Needed from the data below: all lines that contain the word "conflict".

--- Data supplied Enclosed Below ---

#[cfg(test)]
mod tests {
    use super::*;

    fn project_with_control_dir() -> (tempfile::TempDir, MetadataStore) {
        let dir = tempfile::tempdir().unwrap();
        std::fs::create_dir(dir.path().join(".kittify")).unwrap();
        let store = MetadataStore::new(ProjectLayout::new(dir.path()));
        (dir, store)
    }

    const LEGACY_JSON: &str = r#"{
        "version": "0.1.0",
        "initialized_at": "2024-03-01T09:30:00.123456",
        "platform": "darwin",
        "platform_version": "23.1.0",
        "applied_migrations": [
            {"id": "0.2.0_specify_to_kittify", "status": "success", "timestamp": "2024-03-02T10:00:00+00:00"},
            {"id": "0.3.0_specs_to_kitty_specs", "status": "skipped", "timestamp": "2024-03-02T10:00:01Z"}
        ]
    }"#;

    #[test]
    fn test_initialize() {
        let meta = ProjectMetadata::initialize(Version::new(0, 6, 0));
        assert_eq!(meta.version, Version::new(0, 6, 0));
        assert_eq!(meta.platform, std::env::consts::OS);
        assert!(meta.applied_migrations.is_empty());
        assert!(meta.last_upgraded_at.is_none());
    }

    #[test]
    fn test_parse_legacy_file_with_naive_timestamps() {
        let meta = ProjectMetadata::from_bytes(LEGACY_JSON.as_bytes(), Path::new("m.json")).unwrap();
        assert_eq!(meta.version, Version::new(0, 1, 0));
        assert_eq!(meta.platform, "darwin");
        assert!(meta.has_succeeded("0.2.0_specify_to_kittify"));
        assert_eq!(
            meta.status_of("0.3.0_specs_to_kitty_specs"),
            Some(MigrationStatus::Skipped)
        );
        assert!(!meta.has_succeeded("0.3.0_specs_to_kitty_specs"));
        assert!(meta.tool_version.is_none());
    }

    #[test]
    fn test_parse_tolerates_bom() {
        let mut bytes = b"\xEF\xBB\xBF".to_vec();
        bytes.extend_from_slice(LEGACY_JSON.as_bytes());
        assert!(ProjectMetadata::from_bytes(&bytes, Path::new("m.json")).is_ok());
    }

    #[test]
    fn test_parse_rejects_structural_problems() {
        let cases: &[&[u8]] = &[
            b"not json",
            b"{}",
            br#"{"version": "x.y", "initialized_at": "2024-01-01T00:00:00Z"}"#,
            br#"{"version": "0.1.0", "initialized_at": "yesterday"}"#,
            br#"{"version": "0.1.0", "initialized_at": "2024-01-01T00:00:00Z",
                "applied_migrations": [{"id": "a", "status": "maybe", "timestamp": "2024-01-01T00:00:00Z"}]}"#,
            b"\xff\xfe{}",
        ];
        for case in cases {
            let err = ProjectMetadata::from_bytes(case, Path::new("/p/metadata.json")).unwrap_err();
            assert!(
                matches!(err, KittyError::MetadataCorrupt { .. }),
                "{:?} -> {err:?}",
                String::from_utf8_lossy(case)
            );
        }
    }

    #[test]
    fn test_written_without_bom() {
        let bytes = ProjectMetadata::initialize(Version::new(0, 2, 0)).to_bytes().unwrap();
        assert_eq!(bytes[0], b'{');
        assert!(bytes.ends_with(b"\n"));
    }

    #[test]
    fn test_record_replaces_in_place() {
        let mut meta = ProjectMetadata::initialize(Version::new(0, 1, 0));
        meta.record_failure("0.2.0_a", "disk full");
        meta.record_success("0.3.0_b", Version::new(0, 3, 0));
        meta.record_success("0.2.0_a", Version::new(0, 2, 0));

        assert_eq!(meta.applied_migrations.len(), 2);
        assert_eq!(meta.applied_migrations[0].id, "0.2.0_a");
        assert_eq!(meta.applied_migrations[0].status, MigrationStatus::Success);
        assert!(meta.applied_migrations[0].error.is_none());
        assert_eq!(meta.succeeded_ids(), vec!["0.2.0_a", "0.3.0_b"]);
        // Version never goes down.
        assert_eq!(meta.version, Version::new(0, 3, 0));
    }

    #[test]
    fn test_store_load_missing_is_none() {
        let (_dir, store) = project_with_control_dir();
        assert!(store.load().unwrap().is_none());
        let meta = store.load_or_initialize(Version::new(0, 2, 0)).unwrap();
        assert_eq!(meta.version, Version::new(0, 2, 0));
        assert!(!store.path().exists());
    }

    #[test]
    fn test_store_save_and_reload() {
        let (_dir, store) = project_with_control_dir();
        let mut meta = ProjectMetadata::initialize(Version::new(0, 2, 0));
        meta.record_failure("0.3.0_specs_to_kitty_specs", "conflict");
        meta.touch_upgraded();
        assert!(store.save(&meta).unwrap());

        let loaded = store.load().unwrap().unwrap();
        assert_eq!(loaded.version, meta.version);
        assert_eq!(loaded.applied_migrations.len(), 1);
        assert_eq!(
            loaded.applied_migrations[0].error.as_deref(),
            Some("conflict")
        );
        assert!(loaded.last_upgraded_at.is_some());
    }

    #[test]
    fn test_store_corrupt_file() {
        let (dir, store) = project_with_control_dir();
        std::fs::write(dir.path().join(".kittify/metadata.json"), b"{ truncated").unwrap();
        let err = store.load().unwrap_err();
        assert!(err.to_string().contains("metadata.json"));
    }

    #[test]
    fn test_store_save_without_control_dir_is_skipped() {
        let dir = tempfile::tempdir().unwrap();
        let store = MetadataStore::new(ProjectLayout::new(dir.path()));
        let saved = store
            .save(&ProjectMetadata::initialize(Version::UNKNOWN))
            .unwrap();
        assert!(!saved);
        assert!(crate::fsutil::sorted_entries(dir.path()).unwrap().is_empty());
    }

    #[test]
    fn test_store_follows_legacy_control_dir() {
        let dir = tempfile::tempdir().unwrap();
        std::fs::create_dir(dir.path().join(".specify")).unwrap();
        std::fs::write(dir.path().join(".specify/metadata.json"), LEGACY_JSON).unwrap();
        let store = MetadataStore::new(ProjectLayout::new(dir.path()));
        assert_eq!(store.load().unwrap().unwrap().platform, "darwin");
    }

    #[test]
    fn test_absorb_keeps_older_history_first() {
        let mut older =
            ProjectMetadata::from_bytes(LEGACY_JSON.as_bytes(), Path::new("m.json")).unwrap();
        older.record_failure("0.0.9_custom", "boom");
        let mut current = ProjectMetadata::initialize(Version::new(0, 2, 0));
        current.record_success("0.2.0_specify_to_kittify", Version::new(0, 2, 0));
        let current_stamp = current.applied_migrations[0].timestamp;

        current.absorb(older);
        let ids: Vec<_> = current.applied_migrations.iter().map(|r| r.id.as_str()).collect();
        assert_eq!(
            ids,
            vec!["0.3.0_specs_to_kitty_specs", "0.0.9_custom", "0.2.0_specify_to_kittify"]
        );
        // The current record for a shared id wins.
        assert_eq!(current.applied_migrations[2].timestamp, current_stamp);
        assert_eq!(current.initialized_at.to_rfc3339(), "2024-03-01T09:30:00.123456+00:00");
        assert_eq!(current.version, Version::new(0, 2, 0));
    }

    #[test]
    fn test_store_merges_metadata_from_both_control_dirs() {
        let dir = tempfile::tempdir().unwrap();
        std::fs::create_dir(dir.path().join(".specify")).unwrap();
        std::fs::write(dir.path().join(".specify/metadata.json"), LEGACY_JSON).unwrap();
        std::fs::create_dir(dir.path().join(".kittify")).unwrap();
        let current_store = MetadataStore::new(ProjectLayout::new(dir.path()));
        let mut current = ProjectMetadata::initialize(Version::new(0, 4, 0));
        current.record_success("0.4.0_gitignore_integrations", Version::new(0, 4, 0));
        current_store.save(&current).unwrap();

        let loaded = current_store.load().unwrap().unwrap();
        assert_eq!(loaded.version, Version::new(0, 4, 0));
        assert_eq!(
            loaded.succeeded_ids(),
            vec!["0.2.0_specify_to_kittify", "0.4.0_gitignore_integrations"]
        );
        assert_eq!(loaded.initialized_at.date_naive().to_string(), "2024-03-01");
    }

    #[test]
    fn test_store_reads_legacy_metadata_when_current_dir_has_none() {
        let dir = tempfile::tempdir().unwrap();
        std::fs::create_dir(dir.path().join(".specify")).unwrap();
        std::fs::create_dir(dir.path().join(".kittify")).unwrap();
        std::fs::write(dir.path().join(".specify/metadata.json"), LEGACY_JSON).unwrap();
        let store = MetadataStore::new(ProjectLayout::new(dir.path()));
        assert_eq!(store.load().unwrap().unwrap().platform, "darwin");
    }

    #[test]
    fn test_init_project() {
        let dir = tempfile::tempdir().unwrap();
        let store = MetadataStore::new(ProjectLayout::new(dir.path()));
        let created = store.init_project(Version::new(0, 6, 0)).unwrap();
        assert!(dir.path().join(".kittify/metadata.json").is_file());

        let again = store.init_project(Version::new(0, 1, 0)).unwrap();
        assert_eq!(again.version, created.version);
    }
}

--- End of Enclosed Data supplied ---

* Response to this task
        meta.record_failure("0.3.0_specs_to_kitty_specs", "conflict");
            Some("conflict")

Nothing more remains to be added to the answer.